Closed klemens-st closed 3 years ago
I've seen this once or twice myself but never captured what is causing it to fail. I don't suppose you have any logs or anything that we might be able to use to figure out why it didn't restart?
Without anything to go on the only thing I can think of would be some kind of Until loop (provided this shell supports it) that does a restart until `unifi-os | grep 'is already running'
In my case unfortnately it happens every time udm-pro reboots.
I have ssh access to udm-pro, I didn't paste any logs in my original message because I'm not very familiar yet with that system and don't know which log files are relevant to this problem. Is it just /mnt/data/log/messages or some other files too? In /mnt/data/log/messages there's this at the exact moment udm-le script runs:
Mar 8 14:50:43 bryza user.notice unifi-os: Stopping unifi-os
but then unifi-os never starts.
This might do the trick, I'll see about working into the master branch:
# cat foo
until [ "$(podman inspect -f '{{.State.Running}}' "unifi-os" 2>&1)" = "true" ];
do
unifi-os restart
sleep 5
done
# unifi-os stop; sh -x foo
unifi-os: Stopping unifi-os
unifi-os: 200dace39f31e83cfbb1ee947d6016c76c588d2864c652f69769f261db4f777e
unifi-os: Stopping unifi-os SSH daemon... OK
+ podman inspect -f '{{.State.Running}}' unifi-os
+ '[' false '=' true ]
+ unifi-os restart
unifi-os: unifi-os is not running
unifi-os: Stopping unifi-os SSH daemon... OK
unifi-os: Starting unifi-os
unifi-os: Stopping unifi-os SSH daemon... OK
unifi-os: Starting unifi-os SSH daemon... OK
unifi-os: unifi-os
+ sleep 5
+ podman inspect -f '{{.State.Running}}' unifi-os
+ '[' true '=' true ]
#
Here's /mnt/data/log/messages from the moment udm-pro rebooted to the moment I ran unifi-os restart
messages1.log
Ok, I pushed up a possible fix. It'll try to restart the container, and if that fails retry 5 times before it bails out. This might catch whatever edge case we're seeing.
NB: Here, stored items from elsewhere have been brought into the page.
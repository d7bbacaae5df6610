//! Trading session: wires one exchange, one symbol and one strategy into a
//! running feed/broker pair and drives the bar-by-bar loop.

use std::sync::Arc;
use uuid::Uuid;

use crate::broker::OrderBroker;
use crate::exchange::{Credentials, ExchangeClient, ExchangeRegistry};
use crate::feed::{prepare_warmup, FeedPoll, LiveFeed, WarmupState, DEFAULT_WARMUP_LIMIT};
use crate::models::{Candle, OrderStatus, Signal, Timeframe};
use crate::store::proxied::ProxiedStore;
use crate::strategy::Strategy;
use crate::worker::{self, WorkerHandle};

/// Everything needed to run one session against one market
#[derive(Debug, Clone)]
pub struct SessionConfig {
    pub exchange: String,
    pub symbol: String,
    pub timeframe: Timeframe,
    pub warmup_limit: usize,
    /// Order size submitted per buy/sell signal, in base units
    pub order_size: f64,
    pub credentials: Credentials,
}

impl SessionConfig {
    pub fn new(exchange: &str, symbol: &str, timeframe: Timeframe) -> Self {
        Self {
            exchange: exchange.to_string(),
            symbol: symbol.to_string(),
            timeframe,
            warmup_limit: DEFAULT_WARMUP_LIMIT,
            order_size: 0.0,
            credentials: Credentials::default(),
        }
    }
}

#[derive(Debug, Clone, Copy, PartialEq, Eq)]
pub enum RunStatus {
    Running,
    Stopped,
    Failed,
}

/// Sink for bot-run lifecycle transitions, one record per status change
pub trait RunRecorder: Send + Sync {
    fn record(&self, run_id: Uuid, status: RunStatus);
}

/// Default recorder, writes run transitions to the log
pub struct LogRecorder;

impl RunRecorder for LogRecorder {
    fn record(&self, run_id: Uuid, status: RunStatus) {
        tracing::info!(%run_id, ?status, "Run status changed");
    }
}

pub struct TradingSession {
    run_id: Uuid,
    config: SessionConfig,
    feed: LiveFeed,
    broker: OrderBroker<ProxiedStore>,
    worker: WorkerHandle,
    recorder: Arc<dyn RunRecorder>,
}

impl TradingSession {
    /// Resolve the configured exchange and bring the session up: warm-up
    /// history is fetched first, then the exchange worker starts relaying
    /// live bars.
    pub async fn start(
        config: SessionConfig,
        registry: &ExchangeRegistry,
        recorder: Arc<dyn RunRecorder>,
    ) -> crate::Result<Self> {
        let client = registry.resolve(&config.exchange, &config.credentials)?;
        Self::with_client(config, client, recorder).await
    }

    /// Session bring-up with an already-constructed client, for callers
    /// that bypass the registry.
    pub async fn with_client(
        config: SessionConfig,
        client: Arc<dyn ExchangeClient>,
        recorder: Arc<dyn RunRecorder>,
    ) -> crate::Result<Self> {
        let run_id = Uuid::new_v4();
        let warmup_state = WarmupState::pending();

        let buffer = match prepare_warmup(
            client.clone(),
            &config.symbol,
            config.timeframe,
            config.warmup_limit,
            &warmup_state,
        )
        .await
        {
            Ok(buffer) => buffer,
            Err(e) => {
                recorder.record(run_id, RunStatus::Failed);
                return Err(e.into());
            }
        };

        let (worker, candle_rx) = worker::spawn(client, &config.symbol, config.timeframe);
        let feed = LiveFeed::new(buffer, candle_rx, warmup_state.clone());
        let broker = OrderBroker::new(ProxiedStore::new(worker.request_sender()), warmup_state);

        tracing::info!(
            %run_id,
            exchange = %config.exchange,
            symbol = %config.symbol,
            timeframe = %config.timeframe,
            "Trading session started"
        );
        recorder.record(run_id, RunStatus::Running);

        Ok(Self {
            run_id,
            config,
            feed,
            broker,
            worker,
            recorder,
        })
    }

    pub fn run_id(&self) -> Uuid {
        self.run_id
    }

    pub fn feed_mut(&mut self) -> &mut LiveFeed {
        &mut self.feed
    }

    pub fn broker_mut(&mut self) -> &mut OrderBroker<ProxiedStore> {
        &mut self.broker
    }

    /// Drive the strategy until the feed ends. Returns when the live
    /// channel disconnects; cancel the returned future to stop earlier.
    pub async fn run(&mut self, strategy: &mut dyn Strategy) -> crate::Result<()> {
        tracing::info!(strategy = strategy.name(), "Session loop running");

        loop {
            match self.feed.poll().await {
                FeedPoll::Empty => continue,
                FeedPoll::Disconnected => {
                    tracing::info!(symbol = %self.config.symbol, "Live feed disconnected");
                    return Ok(());
                }
                FeedPoll::Data(candle) => self.step(strategy, &candle).await,
            }
        }
    }

    /// One bar: refresh the account view, hand the candle to the strategy,
    /// place whatever it signals and drain the resulting notifications.
    pub async fn step(&mut self, strategy: &mut dyn Strategy, candle: &Candle) {
        // Historical bars are replayed dry; account refresh and order
        // placement only make sense once the feed has gone live.
        if self.feed.warmup_state().is_ready() {
            if let Err(e) = self.broker.refresh_account_state().await {
                tracing::warn!("Account refresh failed, keeping last snapshot: {e}");
            }
        }

        let symbol = self.config.symbol.clone();
        match strategy.on_candle(candle) {
            Signal::Hold => {}
            Signal::Buy => {
                self.broker.buy(&symbol, self.config.order_size, None).await;
            }
            Signal::Sell => {
                self.broker
                    .sell(&symbol, self.config.order_size, None)
                    .await;
            }
        }

        while let Some(order) = self.broker.get_notification() {
            match order.status {
                OrderStatus::Rejected => {
                    tracing::warn!(id = %order.id, side = %order.side.as_str(), "Order rejected")
                }
                status => {
                    tracing::debug!(id = %order.id, ?status, "Order update")
                }
            }
        }
    }

    /// Stop the exchange worker and record the run as stopped.
    pub async fn shutdown(self) {
        self.worker.shutdown().await;
        self.recorder.record(self.run_id, RunStatus::Stopped);
        tracing::info!(run_id = %self.run_id, "Trading session stopped");
    }
}

#[cfg(test)]
mod tests {
    use super::*;
    use crate::exchange::mock::MockExchange;
    use chrono::{Duration as ChronoDuration, Utc};
    use std::sync::Mutex;

    struct RecordingRecorder {
        seen: Mutex<Vec<(Uuid, RunStatus)>>,
    }

    impl RecordingRecorder {
        fn new() -> Arc<Self> {
            Arc::new(Self {
                seen: Mutex::new(Vec::new()),
            })
        }

        fn statuses(&self) -> Vec<RunStatus> {
            self.seen.lock().unwrap().iter().map(|(_, s)| *s).collect()
        }
    }

    impl RunRecorder for RecordingRecorder {
        fn record(&self, run_id: Uuid, status: RunStatus) {
            self.seen.lock().unwrap().push((run_id, status));
        }
    }

    struct AlwaysBuy;

    impl Strategy for AlwaysBuy {
        fn name(&self) -> &str {
            "always_buy"
        }

        fn on_candle(&mut self, _candle: &Candle) -> Signal {
            Signal::Buy
        }
    }

    fn history(count: usize) -> Vec<Candle> {
        let now = Utc::now();
        let start = now - ChronoDuration::minutes(count as i64);
        (0..count)
            .map(|i| {
                let close = (i + 1) as f64;
                Candle {
                    time: start + ChronoDuration::minutes(i as i64),
                    open: close,
                    high: close,
                    low: close,
                    close,
                    volume: 1.0,
                }
            })
            .collect()
    }

    fn config() -> SessionConfig {
        let mut config = SessionConfig::new("bybit", "BTC/USDT", Timeframe::OneMinute);
        config.warmup_limit = 10;
        config.order_size = 0.5;
        config
    }

    #[tokio::test]
    async fn test_start_records_running_and_gate_is_pending() {
        let client = Arc::new(MockExchange::new());
        client.push_fetch(Ok(history(2)));
        let recorder = RecordingRecorder::new();

        let mut session = TradingSession::with_client(config(), client, recorder.clone())
            .await
            .unwrap();

        assert_eq!(recorder.statuses(), vec![RunStatus::Running]);
        assert!(!session.feed_mut().warmup_state().is_ready());

        session.shutdown().await;
        assert_eq!(recorder.statuses(), vec![RunStatus::Running, RunStatus::Stopped]);
    }

    #[tokio::test(start_paused = true)]
    async fn test_orders_rejected_during_drain_and_accepted_after() {
        let client = Arc::new(MockExchange::new());
        client.push_fetch(Ok(history(2)));
        let recorder = RecordingRecorder::new();

        let mut session = TradingSession::with_client(config(), client.clone(), recorder)
            .await
            .unwrap();

        // drain both historical bars
        assert!(matches!(session.feed_mut().poll().await, FeedPoll::Data(_)));
        assert!(matches!(session.feed_mut().poll().await, FeedPoll::Data(_)));

        let rejected = session.broker_mut().buy("BTC/USDT", 0.5, None).await;
        assert_eq!(rejected.status, OrderStatus::Rejected);
        assert!(client.created_orders.lock().unwrap().is_empty());

        // transition poll flips the gate even without a live tick
        assert_eq!(session.feed_mut().poll().await, FeedPoll::Empty);
        assert!(session.feed_mut().warmup_state().is_ready());

        let accepted = session.broker_mut().buy("BTC/USDT", 0.5, None).await;
        assert_eq!(accepted.status, OrderStatus::Accepted);
        assert_eq!(accepted.exchange_id.as_deref(), Some("mock-1"));

        session.shutdown().await;
    }

    #[tokio::test]
    async fn test_step_replays_history_dry() {
        let client = Arc::new(MockExchange::new());
        client.push_fetch(Ok(history(1)));
        let recorder = RecordingRecorder::new();

        let mut session = TradingSession::with_client(config(), client.clone(), recorder)
            .await
            .unwrap();
        let mut strategy = AlwaysBuy;

        let FeedPoll::Data(candle) = session.feed_mut().poll().await else {
            panic!("expected a historical bar");
        };
        session.step(&mut strategy, &candle).await;

        // gate pending: the buy was rejected before reaching the exchange
        assert!(client.created_orders.lock().unwrap().is_empty());
        // notifications drained inside step
        assert!(session.broker_mut().get_notification().is_none());

        session.shutdown().await;
    }

    #[tokio::test(start_paused = true)]
    async fn test_warmup_failure_records_failed_run() {
        let client = Arc::new(MockExchange::new());
        client.push_failures(3);
        let recorder = RecordingRecorder::new();

        let result = TradingSession::with_client(config(), client, recorder.clone()).await;

        assert!(result.is_err());
        assert_eq!(recorder.statuses(), vec![RunStatus::Failed]);
    }
}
https://github.com/kchristensen/udm-le/commit/83d7be173c2fe36b48e7a5bf827efc4535787f70
Try that on for size and if it looks good I'll cut a new release at some point soon.
I tried it, updated the file and rebooted udm-pro, no luck. It's exactly the same as before. unifi-os: Stopping unifi-os
5 minutes after reboot and it never starts back again.
Maybe I will just add another script to on-boot.d that restarts the container 6 or 7 minutes after reboot. Will give it a try tomorrow.
That's really odd, you can try increasing the sleep in restart_unifi_os
to be longer than 5 seconds and it'll do what you're after.
Another thing to try, edit this line: https://github.com/kchristensen/udm-le/blob/master/on_boot.d/99-udm-le.sh#L10
Change it to something like: sh -x ${UDM_LE_PATH}/udm-le.sh bootrenew > /var/log/udm-le.log
. It should dump a verbose run of what it is trying to do to /var/log/udm-le.log
which might shed some light on what is going on.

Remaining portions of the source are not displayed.